Wednesday, 11 March 2020

What can scientists do in an emergency shutdown?

More and more universities are closing as a precaution against coronavirus.  Scientists who work on educational interventions are seeing whole projects go up in smoke when schools close, preventing gathering of endpoint data: and even if they don't close, school staff may be understandably reluctant to have researchers on the premises. Even where university labs remain open, research with humans is likely to be impacted by participants pulling out in order to keep themselves out of harm's way. I'm aware that a major push for data collection that I had planned over the next 12 months is now at risk.  I'm writing this post in part in the hope that people who have creative solutions for adapting to this situation can add them as comments, so we might find a shared way through this difficult time.

Of course, it is hoped that funders will be sympathetic to shutdowns and may offer extensions of funding, but that won't be much comfort to anyone doing a time-sensitive project, such as an intervention trial or longitudinal study, or for students who have to complete a project before their course ends. In my own case, I had planned a programme of work to take me up to retirement, and so extension of funding would not be a solution.  And if normality resumes only after a vaccine is developed and deployed, this will be a long time off.

So what to do? For some projects, particularly in psychology, online data-gathering may be a solution. Just over the past year, we have been increasingly developing methods for doing this using the Gorilla platform, including various types of language test for adults and children, as well as measures of brain lateralisation. Gorilla has a nice interface that helps new users to develop tasks, and also helps with issues such as compliance with regulations such as GDPR. For regular studies with adults, Gorilla combines nicely with Prolific, a platform for recruitment to online studies. We have had ethics approval for several studies using this approach.

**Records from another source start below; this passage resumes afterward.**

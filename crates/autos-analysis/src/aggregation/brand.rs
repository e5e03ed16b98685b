//! Brand-level mean price and mileage.

use crate::config::AnalysisConfig;
use crate::error::Result;
use crate::profiler::{FrequencyEntry, value_counts};
use crate::schema::require_columns;
use crate::utils::{compare_optional_f64, numeric_cells, text_values};
use polars::prelude::*;
use serde::{Deserialize, Serialize};
use std::collections::HashMap;
use tracing::{debug, info};

/// Column of the aggregate table to order by.
#[derive(Debug, Clone, Copy, PartialEq, Eq, Serialize, Deserialize)]
#[serde(rename_all = "snake_case")]
pub enum AggregateSortKey {
    MeanPrice,
    MeanMileage,
    Listings,
    Brand,
}

/// Ordering of a [`BrandAggregateTable`].
#[derive(Debug, Clone, Copy, PartialEq, Eq, Serialize, Deserialize)]
pub struct AggregateSort {
    pub key: AggregateSortKey,
    pub descending: bool,
}

impl AggregateSort {
    pub fn descending(key: AggregateSortKey) -> Self {
        Self {
            key,
            descending: true,
        }
    }

    pub fn ascending(key: AggregateSortKey) -> Self {
        Self {
            key,
            descending: false,
        }
    }
}

/// Aggregates of one brand.
#[derive(Debug, Clone, PartialEq, Serialize, Deserialize)]
pub struct BrandAggregate {
    pub brand: String,
    /// Rows with this brand
    pub listings: usize,
    /// Share of all non-missing brand values
    pub share: f64,
    /// `None` when no row of the brand has a numeric price
    pub mean_price: Option<f64>,
    /// `None` when no row of the brand has a numeric odometer reading
    pub mean_mileage_km: Option<f64>,
}

/// Brand aggregates, one row per selected brand.
#[derive(Debug, Clone, PartialEq, Serialize, Deserialize)]
pub struct BrandAggregateTable {
    pub brand_column: String,
    pub rows: Vec<BrandAggregate>,
}

impl BrandAggregateTable {
    pub fn len(&self) -> usize {
        self.rows.len()
    }

    pub fn is_empty(&self) -> bool {
        self.rows.is_empty()
    }

    pub fn get(&self, brand: &str) -> Option<&BrandAggregate> {
        self.rows.iter().find(|r| r.brand == brand)
    }

    /// A sorted copy. Missing means sort last in either direction.
    pub fn sorted_by(&self, sort: AggregateSort) -> Self {
        let mut rows = self.rows.clone();
        rows.sort_by(|a, b| {
            let directed = |ord: std::cmp::Ordering| {
                if sort.descending { ord.reverse() } else { ord }
            };
            match sort.key {
                AggregateSortKey::MeanPrice => {
                    compare_missing_last(a.mean_price, b.mean_price, sort.descending)
                }
                AggregateSortKey::MeanMileage => {
                    compare_missing_last(a.mean_mileage_km, b.mean_mileage_km, sort.descending)
                }
                AggregateSortKey::Listings => directed(a.listings.cmp(&b.listings)),
                AggregateSortKey::Brand => directed(a.brand.cmp(&b.brand)),
            }
            .then_with(|| a.brand.cmp(&b.brand))
        });
        Self {
            brand_column: self.brand_column.clone(),
            rows,
        }
    }

    /// The table as a DataFrame with columns brand, mean_price, mean_mileage_km.
    pub fn to_dataframe(&self) -> PolarsResult<DataFrame> {
        let brands: Vec<&str> = self.rows.iter().map(|r| r.brand.as_str()).collect();
        let prices: Vec<Option<f64>> = self.rows.iter().map(|r| r.mean_price).collect();
        let mileage: Vec<Option<f64>> = self.rows.iter().map(|r| r.mean_mileage_km).collect();

        df!(
            self.brand_column.as_str() => brands,
            "mean_price" => prices,
            "mean_mileage_km" => mileage,
        )
    }
}

fn compare_missing_last(a: Option<f64>, b: Option<f64>, descending: bool) -> std::cmp::Ordering {
    match (a, b) {
        (Some(x), Some(y)) if descending => y.total_cmp(&x),
        _ => compare_optional_f64(a, b),
    }
}

/// The `n` most frequent non-missing values of a series.
///
/// Ties in frequency are broken by value so the selection is deterministic.
pub fn top_values(series: &Series, n: usize) -> PolarsResult<Vec<FrequencyEntry>> {
    Ok(value_counts(series)?.head(n).entries)
}

/// Computes [`BrandAggregateTable`]s.
#[derive(Debug, Clone, PartialEq, Eq)]
pub struct BrandAggregator {
    pub brand_column: String,
    pub price_column: String,
    pub mileage_column: String,
    pub top_n: usize,
}

impl Default for BrandAggregator {
    fn default() -> Self {
        Self {
            brand_column: "brand".to_string(),
            price_column: "price".to_string(),
            mileage_column: "odometer_km".to_string(),
            top_n: 10,
        }
    }
}

impl BrandAggregator {
    pub fn new(top_n: usize) -> Self {
        Self {
            top_n,
            ..Self::default()
        }
    }

    pub fn from_config(config: &AnalysisConfig) -> Self {
        Self {
            brand_column: config.brand_column.clone(),
            price_column: config.price_column.clone(),
            mileage_column: config.odometer_column.clone(),
            top_n: config.top_brands,
        }
    }

    /// Aggregate the `top_n` most frequent brands of `df`.
    ///
    /// Rows come out in frequency order.
    pub fn aggregate(&self, df: &DataFrame) -> Result<BrandAggregateTable> {
        require_columns(
            df,
            &[
                self.brand_column.as_str(),
                self.price_column.as_str(),
                self.mileage_column.as_str(),
            ],
        )?;

        let brand_series = df.column(&self.brand_column)?.as_materialized_series();
        let top = top_values(brand_series, self.top_n)?;
        debug!(
            "Top {} values of '{}': {:?}",
            self.top_n,
            self.brand_column,
            top.iter().map(|e| e.value.as_str()).collect::<Vec<_>>()
        );

        let brands = text_values(brand_series)?;
        let prices = numeric_cells(df.column(&self.price_column)?.as_materialized_series())?;
        let mileage = numeric_cells(df.column(&self.mileage_column)?.as_materialized_series())?;

        let mut sums: HashMap<&str, MeanAccumulator> = top
            .iter()
            .map(|e| (e.value.as_str(), MeanAccumulator::default()))
            .collect();

        for ((brand, price), km) in brands.iter().zip(prices).zip(mileage) {
            let Some(acc) = brand.as_deref().and_then(|b| sums.get_mut(b)) else {
                continue;
            };
            acc.price.add(price.value());
            acc.mileage.add(km.value());
        }

        let rows: Vec<BrandAggregate> = top
            .iter()
            .map(|entry| {
                let acc = sums.get(entry.value.as_str()).copied().unwrap_or_default();
                BrandAggregate {
                    brand: entry.value.clone(),
                    listings: entry.count,
                    share: entry.proportion,
                    mean_price: acc.price.mean(),
                    mean_mileage_km: acc.mileage.mean(),
                }
            })
            .collect();

        info!("Aggregated {} brands by '{}'", rows.len(), self.brand_column);

        Ok(BrandAggregateTable {
            brand_column: self.brand_column.clone(),
            rows,
        })
    }
}

#[derive(Debug, Clone, Copy, Default)]
struct RunningMean {
    sum: f64,
    n: usize,
}

impl RunningMean {
    fn add(&mut self, value: Option<f64>) {
        if let Some(v) = value {
            self.sum += v;
            self.n += 1;
        }
    }

    fn mean(&self) -> Option<f64> {
        (self.n > 0).then(|| self.sum / self.n as f64)
    }
}

#[derive(Debug, Clone, Copy, Default)]
struct MeanAccumulator {
    price: RunningMean,
    mileage: RunningMean,
}

#[cfg(test)]
mod tests {
    use super::*;
    use pretty_assertions::assert_eq;

    fn listings() -> DataFrame {
        df!(
            "brand" => &[Some("audi"), Some("audi"), Some("bmw"), Some("opel"), Some("bmw"), Some("fiat"), None],
            "price" => &[Some(10_000i64), Some(20_000), Some(8_000), Some(1_500), None, Some(900), Some(3_000)],
            "odometer_km" => &[150_000i64, 125_000, 150_000, 90_000, 70_000, 150_000, 5_000],
        )
        .unwrap()
    }

    fn brands(table: &BrandAggregateTable) -> Vec<&str> {
        table.rows.iter().map(|r| r.brand.as_str()).collect()
    }

    #[test]
    fn test_mean_price_per_brand() {
        let table = BrandAggregator::new(10).aggregate(&listings()).unwrap();
        let audi = table.get("audi").unwrap();
        assert_eq!(audi.mean_price, Some(15_000.0));
        assert_eq!(audi.mean_mileage_km, Some(137_500.0));
        assert_eq!(audi.listings, 2);

        // Missing price is skipped, mileage still counted
        let bmw = table.get("bmw").unwrap();
        assert_eq!(bmw.mean_price, Some(8_000.0));
        assert_eq!(bmw.mean_mileage_km, Some(110_000.0));
    }

    #[test]
    fn test_top_n_with_alphabetical_ties() {
        let table = BrandAggregator::new(3).aggregate(&listings()).unwrap();
        // audi and bmw have 2 listings; fiat and opel tie at 1
        assert_eq!(brands(&table), vec!["audi", "bmw", "fiat"]);
        assert!((table.rows[0].share - 2.0 / 6.0).abs() < 1e-12);
    }

    #[test]
    fn test_top_zero_and_oversized() {
        assert!(BrandAggregator::new(0).aggregate(&listings()).unwrap().is_empty());
        assert_eq!(BrandAggregator::new(50).aggregate(&listings()).unwrap().len(), 4);
    }

    #[test]
    fn test_sorted_by_mean_price() {
        let table = BrandAggregator::new(10).aggregate(&listings()).unwrap();
        let sorted = table.sorted_by(AggregateSort::descending(AggregateSortKey::MeanPrice));
        assert_eq!(brands(&sorted), vec!["audi", "bmw", "opel", "fiat"]);

        let sorted = table.sorted_by(AggregateSort::ascending(AggregateSortKey::MeanMileage));
        assert_eq!(brands(&sorted), vec!["opel", "bmw", "audi", "fiat"]);
    }

    #[test]
    fn test_missing_means_sort_last() {
        let table = BrandAggregateTable {
            brand_column: "brand".to_string(),
            rows: vec![
                BrandAggregate {
                    brand: "lada".to_string(),
                    listings: 1,
                    share: 0.5,
                    mean_price: None,
                    mean_mileage_km: None,
                },
                BrandAggregate {
                    brand: "saab".to_string(),
                    listings: 1,
                    share: 0.5,
                    mean_price: Some(1.0),
                    mean_mileage_km: Some(1.0),
                },
            ],
        };
        for sort in [
            AggregateSort::descending(AggregateSortKey::MeanPrice),
            AggregateSort::ascending(AggregateSortKey::MeanPrice),
        ] {
            assert_eq!(brands(&table.sorted_by(sort)), vec!["saab", "lada"]);
        }
    }

    #[test]
    fn test_to_dataframe() {
        let table = BrandAggregator::new(2).aggregate(&listings()).unwrap();
        let df = table.to_dataframe().unwrap();
        assert_eq!(df.shape(), (2, 3));
        assert_eq!(
            df.column("mean_price").unwrap().f64().unwrap().get(0),
            Some(15_000.0)
        );
    }

    #[test]
    fn test_missing_column() {
        let df = df!("brand" => &["audi"], "price" => &[1i64]).unwrap();
        let err = BrandAggregator::default().aggregate(&df).unwrap_err();
        assert_eq!(err.error_code(), "COLUMN_NOT_FOUND");
    }
}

But online testing won't be the solution for everyone, and one proposal I have is that where new data collection is not possible, we need to think hard about getting more value out of existing data. There are several ways we can do this. 
  • First, search for existing datasets that are relevant to your research question. Some big datasets are already well-known. For instance, the CHILDES database for child language samples, ALSPAC for longitudinal data on child development, UK Biobank for genetic and medical data, including brain imaging.  But there are many other sources of data that are relatively underused, but can be found on sites such as the UK Data Archive (social sciences) or Open Science Framework. These are just a few I happen to know about: I'm sure readers will know of many more – and maybe one useful task that underemployed scientists could undertake would be to create directories of existing accessible data on specific topics.
  • Dan Quintana tweeted that this could be a good time to learn about doing meta-analysis, and provided some useful references here.  Meta-analysis is often seen as a rather pedestrian scientific activity, but in my experience it has benefits that go far beyond the generation of a forest plot – it forces you to engage deeply with the literature and become aware of methodological issues that might otherwise be overlooked.
  • Another suggestion is to spend time curating your own existing data from published studies, to make them fully reproducible. A major aspect of the Open Science movement has been to emphasise the importance of being able to reproduce a full analysis, right through from raw data to analyses, tables and figures in a published paper.  A nice introduction by Stodden and colleagues was published in 2016, and there are more references in the slides from her recent webcast from Project Tier.
    I've been trying to adopt this approach in my own lab over the last few years and it's on the one hand much harder than you might think, but on the other hand it is immensely satisfying.  Making code open has a huge advantage beyond making the work reproducible – it also allows others to learn from your scripts, rather than re-invent the wheel when analysing data. But be warned: you will almost certainly find errors in your published work. The main thing is to anticipate that this will happen and to ensure that you correct them and learn from them.

    A major reason why many people don't adopt methods of open, reproducible science is that it takes time. Well, we may be in the weird situation of having time on our hands, and this could be a great way of using it to give a new lease of life to old data.